As another example, the samples may also be obtained based on an assumption. This assumption may be: if the user and most users in a certain social circle are colleagues, the social circle is the colleague circle of the user, and so on. Based on this assumption, only relatives, co-workers, or classmates of the relationship-to-granularity need to be taken, and samples of the relationship circle granularity can be generated. How to obtain the relationship type data of the relationship degree has a plurality of different sources, taking a payment treasure as an example, a plurality of relations between relatives and friends exist in close payment service, a plurality of relations between students exist in campus card recharging service, and the like.
2) Sample characteristics:
after obtaining the social circle sample, the sample characteristics can be obtained as follows:
first, at least one base feature is determined for use as a basis for identifying a social circle type.
For example, the user's basic features may include: age, gender, family name, school, address, household location, etc. Each of which may be referred to as a base feature, each user in a social circle may have the base feature, such as the age of the user.
Secondly, for each basic feature, feature aggregation is carried out on the basic features of each user in the community network, and user aggregation features corresponding to the basic features are obtained.
For example, on determination of the type of social circle, a group feature of the granularity of the social circle may be extracted.
For example, the basic features of each user in the community network may be feature aggregated to obtain the user aggregated features. Taking age as an example, the ages of the users can be aggregated, and the aggregation manner includes but is not limited to: mode, variance, and information entropy.
Mode: mode is a statistical term that represents the average level of data with a statistically significant number of central trend points.
Variance: variance is a measure of the degree of dispersion of a random variable or a set of data.
Information entropy: information entropy is a measure of the degree of systematic misordering, and in general, what symbols a system sends out are uncertain, and it can be measured according to the probability of its occurrence. The probability is high, the occurrence chance is many, and the uncertainty is small; otherwise, it is large.
Taking age as an example, the ages of all users in a social circle form a set:
S={age1,age2,……ageN};
the Mode of the age refers to the age with the largest occurrence number in the set S;
the Variance of age (Variance) refers to the square of the difference between each age value and the average age value
The information Entropy of age, Encopy, refers to the degree of confusion of age, and is calculated as follows:
wherein p isiIs the ratio of the number of occurrences of each age in the set S
Each of the above-described mode of the age, the variance of the age, and the information entropy of the age may be referred to as one "user aggregation feature" corresponding to the base feature "age". The number of the user aggregation features corresponding to one basic feature may be at least one, for example, in the above example, the user aggregation features corresponding to the "age" of the basic feature include three: the mode of the age, the variance of the age, and the information entropy of the age. Similarly, other basic features may also correspond to at least one user aggregation feature.
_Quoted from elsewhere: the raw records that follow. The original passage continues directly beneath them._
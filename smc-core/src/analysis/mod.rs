//! Market-structure analysis: every detector the strategy composes.
//!
//! All functions here are pure over the candle slice they are given. Zone
//! ranks (`OB_n`, `FVG_n`) are assigned inside a single call and never shared.

pub mod confidence;
pub mod dedup;
pub mod fvg;
pub mod liquidity;
pub mod order_block;
pub mod premium_discount;
pub mod structure;
pub mod swing;
pub mod trend;

pub use confidence::{grade, zone_strength};
pub use dedup::{deduplicate, ZoneMatch};
pub use fvg::fair_value_gaps;
pub use liquidity::liquidity_sweep;
pub use order_block::order_blocks;
pub use premium_discount::{premium_discount, PremiumDiscount};
pub use structure::{break_of_structure, change_of_character, StructureParams};
pub use swing::{swing_highs, swing_lows, SwingKind, SwingPoint};
pub use trend::{CascadeTrend, TrendClassifier, TrendParams, WeightedTrend};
And thirdly, using the set of user aggregation characteristics corresponding to each basic characteristic as the community aggregation characteristics. Taking the example that the basic features include "age" and "surname", then the set of user aggregation features, such as the mode of age, the variance of age, the entropy of age, the mode of surname, the variance of surname, and the entropy of surname, may be referred to as a community aggregation feature.
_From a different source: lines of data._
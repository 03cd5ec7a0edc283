//! Break of structure (BOS) and change of character (CHoCH).

use serde::{Deserialize, Serialize};

use super::swing::{last_pair, swing_highs, swing_lows};
use crate::domain::{max_high, min_low, tail, Candle, Trend};

/// Default structure window on the lower timeframe.
pub const DEFAULT_STRUCTURE_LOOKBACK: usize = 20;

/// Trailing candles excluded when measuring the earlier structure extreme.
pub const DEFAULT_RECENT_EXCLUSION: usize = 5;

/// Parameters shared by the structure detectors.
#[derive(Debug, Clone, Copy, PartialEq, Serialize, Deserialize)]
#[serde(default)]
pub struct StructureParams {
    pub lookback: usize,
    pub swing_window: usize,
    pub recent_exclusion: usize,
}

impl Default for StructureParams {
    fn default() -> Self {
        Self {
            lookback: DEFAULT_STRUCTURE_LOOKBACK,
            swing_window: super::swing::STRUCTURE_SWING_WINDOW,
            recent_exclusion: DEFAULT_RECENT_EXCLUSION,
        }
    }
}

/// Has the latest candle broken the earlier structure of the window?
///
/// Needs at least `lookback + recent_exclusion` candles. Bullish requires two
/// swing lows in the window and a latest high strictly above every high of the
/// window minus its last `recent_exclusion` candles. Other trends mirror this
/// with swing highs and a strictly lower low.
pub fn break_of_structure(candles: &[Candle], trend: Trend, params: &StructureParams) -> bool {
    if candles.len() < params.lookback + params.recent_exclusion {
        return false;
    }
    let Some(last) = candles.last() else {
        return false;
    };
    let window = tail(candles, params.lookback);
    let earlier = &window[..window.len().saturating_sub(params.recent_exclusion)];

    if trend.is_bullish() {
        if swing_lows(window, params.swing_window).len() < 2 {
            return false;
        }
        max_high(earlier).is_some_and(|structure_high| last.high > structure_high)
    } else {
        if swing_highs(window, params.swing_window).len() < 2 {
            return false;
        }
        min_low(earlier).is_some_and(|structure_low| last.low < structure_low)
    }
}

/// Is the prevailing swing pattern starting to fail?
///
/// Bullish: the latest swing low sits below the previous one. Other trends:
/// the latest swing high sits above the previous one.
pub fn change_of_character(candles: &[Candle], trend: Trend, params: &StructureParams) -> bool {
    if candles.len() < params.lookback {
        return false;
    }
    let window = tail(candles, params.lookback);

    if trend.is_bullish() {
        last_pair(&swing_lows(window, params.swing_window))
            .is_some_and(|(prev, last)| last.price < prev.price)
    } else {
        last_pair(&swing_highs(window, params.swing_window))
            .is_some_and(|(prev, last)| last.price > prev.price)
    }
}

#[cfg(test)]
mod tests {
    use super::*;
    use crate::test_helpers::candles_from_highs_lows;

    /// Two dips then a push to a new high on the last candle.
    fn breakout_series() -> Vec<Candle> {
        let mut points = vec![(101.0, 99.0); 5];
        points.extend([
            (101.0, 99.0),
            (101.0, 99.0),
            (100.5, 98.0),
            (100.0, 97.0),
            (100.5, 98.0),
            (101.0, 99.0),
            (101.2, 99.2),
            (100.5, 98.2),
            (100.0, 97.5),
            (100.5, 98.2),
            (101.0, 99.0),
            (101.2, 99.4),
            (101.4, 99.6),
            (101.6, 99.8),
            (101.8, 100.0),
            (102.0, 100.4),
            (102.2, 100.6),
            (102.4, 100.8),
            (102.6, 100.9),
            (103.0, 101.0),
        ]);
        candles_from_highs_lows(&points)
    }

    #[test]
    fn too_short_series_never_breaks() {
        let candles = breakout_series();
        let short = &candles[candles.len() - 24..];
        assert!(!break_of_structure(short, Trend::Bullish, &StructureParams::default()));
    }

    #[test]
    fn new_high_after_two_swing_lows_is_a_bullish_break() {
        let candles = breakout_series();
        assert_eq!(candles.len(), 25);
        assert!(break_of_structure(&candles, Trend::Bullish, &StructureParams::default()));
    }

    #[test]
    fn high_inside_earlier_range_is_not_a_break() {
        let mut candles = breakout_series();
        let last = candles.last_mut().unwrap();
        last.high = 101.1;
        assert!(!break_of_structure(&candles, Trend::Bullish, &StructureParams::default()));
    }

    #[test]
    fn bearish_break_needs_a_lower_low() {
        let candles = breakout_series();
        assert!(!break_of_structure(&candles, Trend::Bearish, &StructureParams::default()));
        assert!(!break_of_structure(&candles, Trend::Range, &StructureParams::default()));
    }

    #[test]
    fn lower_swing_low_is_a_bullish_change_of_character() {
        let candles = candles_from_highs_lows(&[
            (101.0, 99.0),
            (101.0, 99.0),
            (100.0, 97.5),
            (101.0, 99.0),
            (101.5, 99.5),
            (101.0, 99.0),
            (100.0, 97.0),
            (101.0, 99.0),
            (101.5, 99.5),
        ]);
        let params = StructureParams {
            lookback: 9,
            swing_window: 1,
            ..StructureParams::default()
        };
        assert!(change_of_character(&candles, Trend::Bullish, &params));

        let mut higher = candles.clone();
        higher[6].low = 98.0;
        assert!(!change_of_character(&higher, Trend::Bullish, &params));
    }

    #[test]
    fn change_of_character_needs_full_window() {
        let candles = breakout_series();
        let params = StructureParams {
            lookback: 30,
            ..StructureParams::default()
        };
        assert!(!change_of_character(&candles, Trend::Bullish, &params));
        assert!(!change_of_character(&candles, Trend::Bearish, &params));
    }
}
The community aggregation feature can be used as a sample feature of a social circle and can be used as a model input in the type recognition of the social circle, and accordingly the model is trained.
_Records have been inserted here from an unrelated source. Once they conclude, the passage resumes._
//! SMC CLI: analyze one pair, scan a watchlist, or serve JSON-lines requests.
//!
//! Commands:
//! - `analyze`: fetch, run the pipeline once and print the signal card
//! - `scan`: analyze the configured pairs on an interval (or once)
//! - `serve`: answer one JSON request per stdin line on stdout, optionally
//!   scanning the configured pairs in the background so `signals` lookups
//!   see fresh results

use anyhow::{bail, Context, Result};
use chrono::Utc;
use clap::{Parser, Subcommand};
use std::io;
use std::path::{Path, PathBuf};
use std::sync::atomic::{AtomicBool, Ordering};
use std::thread;
use tracing::{info, warn};
use tracing_subscriber::{fmt, prelude::*, EnvFilter};

use smc_core::data::{CandleProvider, CsvProvider, ExchangeProvider};
use smc_core::notify::{
    format_digest, format_signal, format_summary_stats, LogChannel, SignalChannel, TelegramChannel,
};
use smc_core::SmcStrategy;
use smc_runner::{serve, AnalysisService, AnalyzeRequest, Scanner, ServiceConfig, SignalStore};

#[derive(Parser)]
#[command(name = "smc", about = "Smart Money Concepts signal engine")]
struct Cli {
    /// Path to a TOML config file. Defaults are used when omitted.
    #[arg(long, global = true)]
    config: Option<PathBuf>,

    /// Read candles from `<DIR>/<SYMBOL>_<TIMEFRAME>.csv` instead of an exchange.
    #[arg(long, global = true)]
    csv_dir: Option<PathBuf>,

    #[command(subcommand)]
    command: Commands,
}

#[derive(Subcommand)]
enum Commands {
    /// Analyze one symbol and print the signal, if any.
    Analyze {
        /// Symbol (e.g., BTCUSDT or BTC/USDT).
        symbol: String,

        /// Entry timeframe.
        #[arg(long, default_value = "1h")]
        timeframe: String,

        /// Exchange: binance or bybit. Defaults to the config value.
        #[arg(long)]
        exchange: Option<String>,

        /// Candles per series. Defaults to the config value.
        #[arg(long)]
        limit: Option<usize>,

        /// Print the signal as JSON instead of a card.
        #[arg(long, default_value_t = false)]
        json: bool,
    },
    /// Scan the configured pairs.
    Scan {
        /// Run a single pass and print a digest.
        #[arg(long, default_value_t = false)]
        once: bool,
    },
    /// Answer JSON-lines requests on stdin.
    Serve {
        /// Run the scanner alongside and serve its stored signals.
        #[arg(long, default_value_t = false)]
        scan: bool,
    },
}

fn main() -> Result<()> {
    let cli = Cli::parse();

    // stdout carries command output; logs go to stderr
    tracing_subscriber::registry()
        .with(fmt::layer().with_writer(io::stderr).with_target(false).compact())
        .with(EnvFilter::try_from_default_env().unwrap_or_else(|_| EnvFilter::new("info")))
        .init();

    let config = load_config(cli.config.as_deref())?;
    let service = build_service(&config, cli.csv_dir.as_deref())?;

    match cli.command {
        Commands::Analyze {
            symbol,
            timeframe,
            exchange,
            limit,
            json,
        } => {
            let request = AnalyzeRequest {
                symbol,
                timeframe,
                exchange,
                limit,
            };
            run_analyze(&service, &config, &request, json)
        }
        Commands::Scan { once } => run_scan(&service, &config, once),
        Commands::Serve { scan } => run_serve(&service, &config, scan),
    }
}

fn load_config(path: Option<&Path>) -> Result<ServiceConfig> {
    match path {
        Some(path) => {
            ServiceConfig::from_file(path).with_context(|| format!("loading {}", path.display()))
        }
        None => Ok(ServiceConfig::default()),
    }
}

fn build_service(config: &ServiceConfig, csv_dir: Option<&Path>) -> Result<AnalysisService> {
    let provider: Box<dyn CandleProvider> = match csv_dir {
        Some(dir) => {
            if !dir.is_dir() {
                bail!("--csv-dir {} is not a directory", dir.display());
            }
            Box::new(CsvProvider::new(dir))
        }
        None => Box::new(ExchangeProvider::new()?),
    };

    Ok(AnalysisService::new(
        SmcStrategy::new(config.strategy.clone()),
        config.service.clone(),
        provider,
        build_channel(config),
    ))
}

/// Telegram when enabled and configured in the environment, the log otherwise.
fn build_channel(config: &ServiceConfig) -> Box<dyn SignalChannel> {
    if !config.telegram.enabled {
        return Box::new(LogChannel);
    }
    match TelegramChannel::from_env() {
        Ok(channel) => {
            info!("telegram notifications enabled");
            Box::new(channel)
        }
        Err(e) => {
            warn!(error = %e, "telegram enabled but not configured, logging signals instead");
            Box::new(LogChannel)
        }
    }
}

fn run_analyze(
    service: &AnalysisService,
    config: &ServiceConfig,
    request: &AnalyzeRequest,
    json: bool,
) -> Result<()> {
    let Some(signal) = service.signal_for(request)? else {
        println!("No signal for {}", request.symbol);
        return Ok(());
    };

    if json {
        println!("{}", serde_json::to_string_pretty(&signal)?);
    } else {
        println!("{}", format_signal(&signal, &request.symbol, Utc::now()));
    }

    if config.telegram.enabled {
        service.notify(&signal, &request.symbol);
    }
    Ok(())
}

fn run_scan(service: &AnalysisService, config: &ServiceConfig, once: bool) -> Result<()> {
    if config.scanner.pairs.is_empty() {
        bail!("no pairs configured under [scanner]");
    }

    let store = SignalStore::new();
    let scanner = Scanner::new(service, &store, config.scanner.clone());

    if !once {
        info!(
            pairs = config.scanner.pairs.len(),
            interval_secs = config.scanner.interval_secs,
            "scanner started"
        );
        scanner.run(&AtomicBool::new(false));
        return Ok(());
    }

    let report = scanner.scan_once();
    let now = Utc::now();
    let latest = store.all();
    let signals: Vec<_> = latest.iter().map(|(_, s)| s.clone()).collect();

    println!("{}", format_digest(&latest, now));
    println!();
    println!("{}", format_summary_stats(&signals, now));
    println!();
    println!(
        "Analyzed {} | signals {} | notified {} | failed {}",
        report.analyzed, report.signals, report.notified, report.failed
    );
    Ok(())
}

fn run_serve(service: &AnalysisService, config: &ServiceConfig, scan: bool) -> Result<()> {
    let store = SignalStore::new();
    if !scan {
        info!("serving JSON-lines requests on stdin");
        let answered = serve(service, &store, io::stdin().lock(), io::stdout().lock())?;
        info!(answered, "input closed");
        return Ok(());
    }

    if config.scanner.pairs.is_empty() {
        bail!("no pairs configured under [scanner]");
    }
    let scanner = Scanner::new(service, &store, config.scanner.clone());
    let stop = AtomicBool::new(false);

    let answered = thread::scope(|scope| {
        let worker = scope.spawn(|| scanner.run(&stop));
        info!(
            pairs = config.scanner.pairs.len(),
            "serving JSON-lines requests on stdin with the scanner running"
        );
        let answered = serve(service, &store, io::stdin().lock(), io::stdout().lock());
        stop.store(true, Ordering::Relaxed);
        if worker.join().is_err() {
            warn!("scanner thread panicked");
        }
        answered
    })?;
    info!(answered, "input closed");
    Ok(())
}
The type judgment model can be obtained by pre-training, and the trained model can be applied to the social circle mining process of the target user. After each community network is identified, the type of the social circle to which the community network belongs can be identified by utilizing the pre-trained type judgment model.
In step 106, for each community network, aggregating the basic features of each user in the community network to obtain a community aggregation feature corresponding to the community network.
For example, at least one base feature for use as a basis for identifying a social circle type may be determined; for each basic feature, performing feature aggregation on the basic features of each user in the community network to obtain a user aggregation feature corresponding to the basic feature; the number of the user aggregation characteristics corresponding to one basic characteristic is at least one; and taking the set of the user aggregation characteristics corresponding to each basic characteristic as the community aggregation characteristics.
In step 108, the community aggregation feature is used as an input parameter, and a type judgment model obtained through pre-training is input to obtain a social circle type to which the community network belongs.
For example, assuming that the local network of the target user identifies three community networks, the type of each community network can be identified by the type determination model, and the type may be a fellow or a classmate circle.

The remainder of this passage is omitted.